Sommes-nous en communication les uns avec les autres ? Avançons lentement, parce que tout ceci est assez difficile. Je vous en prie, ne dites pas « oui » avec tant de facilité. Si vous êtes en droit de dire « oui », alors quand vous quitterez cette salle, vous devrez être libérés de la peur. Votre façon de dire « oui » est une pure et simple affirmation d’avoir compris verbalement, intellectuellement – c’est-à-dire rien qui vaille. Vous et moi-même ici ce matin examinons la question de la peur et quand vous quitterez cette salle vous devrez en être complètement affranchis. Signifiant que vous êtes dès lors un être humain libre, un être humain différent, complètement transformé, et ceci n’est pas pour demain, c’est pour tout de suite. Donc, vous voyez très clairement que la pensée engendre ces deux choses, vous voyez que toutes nos valeurs sont basées sur la peur et le plaisir – morales, éthiques, sociales et spirituelles. Si vous percevez la vérité de tout ceci – et pour en voir la vérité il vous faut être extrêmement lucide, en éveil, logiquement, sainement, observant chaque frémissement de la pensée – alors cette perception même est une action totale et par conséquent quand vous quitterez cette salle vous en serez complètement sorti; autrement vous allez dire: « Comment vais-je m’affranchir de la peur demain ? » Dans l’action la pensée doit agir. Vous devez penser pour rentrer chez vous, pour prendre un autobus, un train, pour aller au bureau; dans ces instants la pensée agit avec efficacité, objectivement et non pas d’un point de vue personnel ou émotif, et cette pensée est une chose vitale. Mais quand elle prolonge une expérience que vous avez connue, la reportant par l’action de la mémoire dans l’avenir, alors une telle action est incomplète, produisant certaines formes de résistance et ainsi de suite.
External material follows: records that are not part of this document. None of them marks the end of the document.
use crate::scheme::{ManagerRole, SchemeCode};
use ark_serialize::SerializationError;
use groupsig_spk::SpkError;
use groupsig_utils::text::TextError;

#[derive(Debug, thiserror::Error)]
pub enum GroupSigError {
    #[error("scheme code {0} is not supported")]
    UnknownScheme(u8),
    #[error("no supported scheme is named {0:?}")]
    UnknownSchemeName(String),
    #[error("object belongs to scheme {found} but the operation is for {expected}")]
    SchemeMismatch {
        expected: SchemeCode,
        found: SchemeCode,
    },
    #[error("imported object belongs to scheme {found}, expected {expected}")]
    ImportSchemeMismatch {
        expected: SchemeCode,
        found: SchemeCode,
    },
    /// A join step was invoked out of order, for the wrong party or with an input that does not
    /// belong to the handshake.
    #[error("join step {seq} rejected: {reason}")]
    ProtocolSequence { seq: u8, reason: &'static str },
    #[error("signature does not open to any entry of the group membership list")]
    OpenFailure,
    #[error("serialization failed: {0}")]
    Serialization(#[from] SerializationError),
    #[error(transparent)]
    Text(#[from] TextError),
    #[error("{scheme} does not support {operation}")]
    UnsupportedOperation {
        scheme: &'static str,
        operation: &'static str,
    },
    #[error("member key has not completed the join protocol")]
    IncompleteMemberKey,
    #[error("group key does not carry the converter public key yet")]
    IncompleteGroupKey,
    #[error("setup already produced every key of this group")]
    SetupAlreadyComplete,
    #[error("a manager key with role {role:?} cannot {operation}")]
    WrongKeyRole {
        role: ManagerRole,
        operation: &'static str,
    },
    #[error("expected sequences of the same size but found {0} and {1}")]
    ExpectedSameSizeSequences(usize, usize),
    #[error("signature does not verify")]
    InvalidSignature,
    #[error("no member with index {0} in the group membership list")]
    UnknownMember(u64),
    #[error("blinding key has no secret part")]
    MissingBlindingSecret,
    #[error("operation needs a {expected} blind signature but got a {found} one")]
    BlindSignatureStage {
        expected: &'static str,
        found: &'static str,
    },
    #[error("signature of knowledge failed: {0:?}")]
    Spk(SpkError),
}

impl From<SpkError> for GroupSigError {
    fn from(e: SpkError) -> Self {
        Self::Spk(e)
    }
}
Abordons dès lors la question suivante. Exprimons-la comme ceci: quelle est l’origine de la pensée, qui est le penseur ? On peut voir que la pensée est une réaction issue de notre savoir, de notre expérience, de notre mémoire accumulée, de l’arrière-plan à partir duquel il y a une réponse de la pensée à toute provocation extérieure; si on vous demande où vous vivez il y a une réaction immédiate. La mémoire, l’expérience, le savoir sont l’arrière-plan d’où surgit la pensée. Et par conséquent celle-ci n’est jamais une chose neuve; elle appartient toujours à l’ancien, au déjà vu; jamais elle ne peut être libre parce qu’elle est liée au passé et qu’elle est par conséquent incapable de voir quoi que ce soit de façon neuve. Et dès l’instant où je comprends ceci très clairement le mental s’apaise. La vie est un mouvement, un mouvement constant dans l’univers des interrelations; et la pensée qui s’efforce toujours de capturer ce mouvement en fonction du passé, de la mémoire, du stable, du figé, la pensée a peur de la vie.
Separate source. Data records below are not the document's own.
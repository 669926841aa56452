use ark_std::{fmt, string::String, vec::Vec};
use groupsig_utils::text::{self, TextError};
use serde::{Deserialize, Serialize};

/// The bytes being signed. Two messages are equal only if their bytes are.
#[derive(Clone, Debug, Default, PartialEq, Eq, Hash, Serialize, Deserialize)]
pub struct Message(Vec<u8>);

impl Message {
    pub fn as_bytes(&self) -> &[u8] {
        &self.0
    }

    pub fn len(&self) -> usize {
        self.0.len()
    }

    pub fn is_empty(&self) -> bool {
        self.0.is_empty()
    }

    pub fn into_bytes(self) -> Vec<u8> {
        self.0
    }

    pub fn to_base64(&self) -> String {
        text::to_base64(&self.0)
    }

    pub fn from_base64(encoded: &str) -> Result<Self, TextError> {
        Ok(Self(text::from_base64(encoded)?))
    }
}

impl From<&str> for Message {
    fn from(s: &str) -> Self {
        Self(s.as_bytes().to_vec())
    }
}

impl From<String> for Message {
    fn from(s: String) -> Self {
        Self(s.into_bytes())
    }
}

impl From<&[u8]> for Message {
    fn from(bytes: &[u8]) -> Self {
        Self(bytes.to_vec())
    }
}

impl From<Vec<u8>> for Message {
    fn from(bytes: Vec<u8>) -> Self {
        Self(bytes)
    }
}

impl AsRef<[u8]> for Message {
    fn as_ref(&self) -> &[u8] {
        &self.0
    }
}

/// Printable text is shown as is, anything else as base64
impl fmt::Display for Message {
    fn fmt(&self, f: &mut fmt::Formatter<'_>) -> fmt::Result {
        match ark_std::str::from_utf8(&self.0) {
            Ok(s) if s.chars().all(|c| !c.is_control()) => f.write_str(s),
            _ => f.write_str(&self.to_base64()),
        }
    }
}
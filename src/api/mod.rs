// ==========================================
// 仓储 ERP 后台 - API 层
// ==========================================
// 职责: 对外业务接口，组装配置/引擎/导出，塑形响应
// ==========================================

pub mod allocation_api;
pub mod error;
pub mod export_api;
pub mod redistribution_api;

// 重导出
pub use allocation_api::{AllocationApi, AllocationResponse};
pub use error::{ApiError, ApiResult};
pub use export_api::ExportApi;
pub use redistribution_api::{RedistributionApi, RedistributionResponse};
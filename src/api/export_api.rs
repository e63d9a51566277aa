// ==========================================
// 仓储 ERP 后台 - 导出文件下载 API
// ==========================================

use crate::api::error::ApiResult;
use crate::export::ExportStaging;

pub struct ExportApi {
    staging: ExportStaging,
}

impl ExportApi {
    pub fn new(staging: ExportStaging) -> Self {
        Self { staging }
    }

    /// 按文件名读取已生成的工作簿
    ///
    /// # 错误
    /// - InvalidInput: 文件名含路径成分
    /// - NotFound: 文件不存在
    pub fn open_export(&self, name: &str) -> ApiResult<Vec<u8>> {
        Ok(self.staging.read(name)?)
    }
}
A la vision de tout ceci, voyant que la liberté est nécessaire à tout examen – que pour examiner clairement il faut qu’existe une discipline due à notre aperception et non pas à un état de censure et d’imitation – voyant comment l’esprit est conditionné par la société, par le passé, que toute pensée naissant du cerveau est vieille et par conséquent incapable de comprendre quoi que ce soit de neuf, l’esprit alors devient calme, complètement calme, non pas par contrainte, non pas poussé au calme. Il n’existe aucun système, aucune méthode – qu’il s’agisse du Zen japonais ou d’un système hindou – il n’en existe aucun pour apaiser l’esprit; c’est une entreprise vaine et stupide de l’esprit que de se discipliner au calme. Donc, voyant tout cela – le voyant vraiment et non pas théoriquement – il surgit alors une action qui jaillit de cette perception; la perception même est l’action libérant de la peur. Donc, à chaque occasion où surgit la peur, il y en a une perception immédiate et la peur prend fin.
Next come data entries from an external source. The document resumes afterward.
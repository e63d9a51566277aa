// ==========================================
// 仓储 ERP 后台 - 库存/订单查询实现
// ==========================================
// 职责: InventoryLookup 的 rusqlite 实现
// 约束: 所有值参数化；schema 名在构造时校验
// 注意: SQLite 的 LIKE 对 ASCII 大小写不敏感，库位首字符判断统一用 substr
// ==========================================

use crate::domain::order_line::{BinHit, OrderLine};
use crate::domain::table::{blank_drop_ship_row, SheetRow};
use crate::domain::types::WarehouseScope;
use crate::repository::error::{checked_schema, RepositoryError, RepositoryResult};
use crate::repository::inventory_repo::InventoryLookup;
use rusqlite::{params, Connection, OptionalExtension};
use serde_json::Value;
use std::sync::{Arc, Mutex};

// ==========================================
// InventoryRepository
// ==========================================
pub struct InventoryRepository {
    conn: Arc<Mutex<Connection>>,
    d1_schema: String,
    d5_schema: String,
}

impl InventoryRepository {
    /// 创建仓储实例
    ///
    /// # 参数
    /// - conn: 已挂载 D1 / D5 schema 的共享连接
    /// - d1_schema: 当前 schema（订单、物料主档、D1 库存、国家代码）
    /// - d5_schema: 旧 schema（D5 库存、D5 物料成本）
    pub fn new(
        conn: Arc<Mutex<Connection>>,
        d1_schema: &str,
        d5_schema: &str,
    ) -> RepositoryResult<Self> {
        Ok(Self {
            conn,
            d1_schema: checked_schema(d1_schema)?.to_string(),
            d5_schema: checked_schema(d5_schema)?.to_string(),
        })
    }

    /// 获取数据库连接
    fn get_conn(&self) -> RepositoryResult<std::sync::MutexGuard<Connection>> {
        self.conn
            .lock()
            .map_err(|e| RepositoryError::LockError(e.to_string()))
    }

    fn schema_for(&self, scope: WarehouseScope) -> &str {
        match scope {
            WarehouseScope::D1 => &self.d1_schema,
            WarehouseScope::D5 => &self.d5_schema,
        }
    }

    fn order_lines_sql(&self) -> String {
        format!(
            r#"
            WITH d1 AS (
                SELECT itemno, whse, bin, onhand,
                       ROW_NUMBER() OVER (
                           PARTITION BY itemno, whse
                           ORDER BY CASE substr(bin, 1, 1) WHEN 'A' THEN 0 ELSE 1 END,
                                    onhand ASC, bin ASC
                       ) AS rn
                FROM {d1}.binloc
                WHERE whse IN (1, 2)
                  AND onhand > 0
                  AND substr(bin, 1, 1) IN ('A', '0')
            ),
            d5 AS (
                SELECT itemno, bin, onhand,
                       ROW_NUMBER() OVER (
                           PARTITION BY itemno
                           ORDER BY onhand ASC, bin ASC
                       ) AS rn
                FROM {d5}.binloc
                WHERE whse = 1
                  AND onhand > 0
            )
            SELECT
                CAST(l.ordno AS TEXT), l.lno, l.itemno, l.qty, h.orddate,
                m.alt1, m.alt2, m.alt3, m.adino, h.state,
                d1.bin, d1.onhand, d1.whse,
                d5.bin, d5.onhand
            FROM {d1}.soline l
            JOIN {d1}.sohead h ON h.ordno = l.ordno
            LEFT JOIN {d1}.itemmast m ON m.itemno = l.itemno
            LEFT JOIN d1 ON d1.itemno = l.itemno AND d1.rn = 1
            LEFT JOIN d5 ON d5.itemno = l.itemno AND d5.rn = 1
            WHERE l.ordno = ?1
              AND substr(l.itemno, 1, 2) <> 'CB'
            ORDER BY l.lno, d1.whse
            "#,
            d1 = self.d1_schema,
            d5 = self.d5_schema,
        )
    }
}

impl InventoryLookup for InventoryRepository {
    fn fetch_order_lines(&self, ordno: &str) -> RepositoryResult<Vec<OrderLine>> {
        let conn = self.get_conn()?;
        let sql = self.order_lines_sql();
        let mut stmt = conn.prepare(&sql)?;

        let rows = stmt.query_map(params![ordno], |row| {
            Ok(OrderLine {
                ordno: row.get(0)?,
                lno: row.get(1)?,
                orig_order: row.get(2)?,
                qty: row.get::<_, Option<f64>>(3)?.unwrap_or(0.0),
                order_date: row.get(4)?,
                alt1: row.get(5)?,
                alt2: row.get(6)?,
                alt3: row.get(7)?,
                adino: row.get(8)?,
                state: row.get(9)?,
                d1_bin: row.get(10)?,
                d1_onhand: row.get(11)?,
                d1_whse: row.get(12)?,
                d5_bin: row.get(13)?,
                d5_onhand: row.get(14)?,
            })
        })?;

        let mut lines = Vec::new();
        for row in rows {
            lines.push(row?);
        }
        Ok(lines)
    }

    fn find_d1_substitute_bin(&self, itemno: &str) -> RepositoryResult<Option<BinHit>> {
        let conn = self.get_conn()?;
        let sql = format!(
            r#"
            SELECT bin, onhand, whse
            FROM {d1}.binloc
            WHERE itemno = ?1
              AND whse IN (1, 2)
              AND onhand > 0
              AND substr(bin, 1, 1) IN ('A', '0', '1')
            ORDER BY CASE substr(bin, 1, 1) WHEN 'A' THEN 0 WHEN '0' THEN 1 ELSE 2 END,
                     onhand ASC, bin ASC
            LIMIT 1
            "#,
            d1 = self.d1_schema,
        );

        let hit = conn
            .query_row(&sql, params![itemno], |row| {
                Ok(BinHit {
                    bin: row.get(0)?,
                    onhand: row.get(1)?,
                    whse: row.get(2)?,
                })
            })
            .optional()?;
        Ok(hit)
    }

    fn find_d5_bin(&self, itemno: &str) -> RepositoryResult<Option<BinHit>> {
        let conn = self.get_conn()?;
        let sql = format!(
            r#"
            SELECT bin, onhand, whse
            FROM {d5}.binloc
            WHERE itemno = ?1
              AND whse = 1
              AND onhand > 0
            ORDER BY onhand ASC, bin ASC
            LIMIT 1
            "#,
            d5 = self.d5_schema,
        );

        let hit = conn
            .query_row(&sql, params![itemno], |row| {
                Ok(BinHit {
                    bin: row.get(0)?,
                    onhand: row.get(1)?,
                    whse: row.get(2)?,
                })
            })
            .optional()?;
        Ok(hit)
    }

    fn find_box_code(&self, itemno: &str) -> RepositoryResult<Option<String>> {
        let conn = self.get_conn()?;
        let sql = format!(
            "SELECT boxcode FROM {d1}.itemmast WHERE itemno = ?1",
            d1 = self.d1_schema
        );
        let code: Option<Option<String>> = conn
            .query_row(&sql, params![itemno], |row| row.get(0))
            .optional()?;
        Ok(code.flatten())
    }

    fn find_unit_cost(&self, scope: WarehouseScope, itemno: &str) -> RepositoryResult<Option<f64>> {
        let conn = self.get_conn()?;
        let sql = format!(
            "SELECT unitcost FROM {schema}.itemmast WHERE itemno = ?1",
            schema = self.schema_for(scope)
        );
        let cost: Option<Option<f64>> = conn
            .query_row(&sql, params![itemno], |row| row.get(0))
            .optional()?;
        Ok(cost.flatten())
    }

    fn find_drop_ship_record(&self, ordno: &str) -> RepositoryResult<Option<SheetRow>> {
        let conn = self.get_conn()?;
        let sql = format!(
            r#"
            SELECT
                CAST(h.ordno AS TEXT),
                h.buyer_name, h.buyer_email, h.buyer_phone,
                h.buyer_addr1, h.buyer_addr2, h.buyer_city, h.buyer_state, h.buyer_zip,
                COALESCE(bc.name, h.buyer_country),
                h.shipto_name, h.shipto_phone,
                h.shipto_addr1, h.shipto_addr2, h.shipto_city, h.state, h.shipto_zip,
                COALESCE(sc.name, h.shipto_country)
            FROM {d1}.sohead h
            LEFT JOIN {d1}.country bc ON bc.code = h.buyer_country
            LEFT JOIN {d1}.country sc ON sc.code = h.shipto_country
            WHERE h.ordno = ?1
            "#,
            d1 = self.d1_schema,
        );

        const MAPPED: [&str; 18] = [
            "Order Number",
            "Buyer Name",
            "Buyer Email",
            "Buyer Phone Number",
            "Buyer Address 1",
            "Buyer Address 2",
            "Buyer City",
            "Buyer State",
            "Buyer Zip",
            "Buyer Country",
            "Ship To Name",
            "Ship To Phone",
            "Ship To Address 1",
            "Ship To Address 2",
            "Ship To City",
            "Ship To State",
            "Ship To Zip",
            "Ship To Country",
        ];

        let record = conn
            .query_row(&sql, params![ordno], |row| {
                let mut out = blank_drop_ship_row();
                for (idx, col) in MAPPED.iter().enumerate() {
                    let v: Option<String> = row.get(idx)?;
                    out.set(col, Value::String(v.unwrap_or_default()));
                }
                Ok(out)
            })
            .optional()?;
        Ok(record)
    }
}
Qu’est-ce que l’amour ? Pour la plupart d’entre nous, l’amour signifie plaisir et par conséquent peur; c’est cela que nous appelons l’amour. Mais quand sont compris la peur et le plaisir, alors que devient l’amour et « qui » va répondre à cette question ? L’orateur, un prêtre, un livre ? Existe-t-il un agent de l’extérieur pour nous féliciter de ce que nous agissons extraordinairement bien et dire qu’il nous faut continuer ? Ou n’est-ce pas plutôt qu’ayant examiné, observé, perçu hors de tout esprit d’analyse toute la structure, la nature du plaisir, de la peur et de la souffrance, nous nous apercevons que l’« observateur », le « penseur », fait partie de la pensée même. S’il n’y a pas de pensée il n’y a pas de penseur, les deux sont inséparables; le penseur est la pensée. Il y a une certaine beauté, une certaine subtilité à le voir. Et, dès lors, qu’est-il advenu de cet esprit qui voulait aborder la question de la peur ? – vous comprenez ? Quel est maintenant l’état de cet esprit qui a passé par tout ceci ? Est-il le même que tout à l’heure avant d’avoir parcouru ce chemin ? Il a examiné tout ceci de très près, il a vu la nature de ce que nous appelons la pensée, la peur, le plaisir, tout cela il l’a vu; et maintenant quel est son état réel ? De toute évidence personne ne peut répondre à cette question que vous-même; mais si véritablement vous l’avez vécu, vous vous apercevrez que l’esprit en est complètement transformé.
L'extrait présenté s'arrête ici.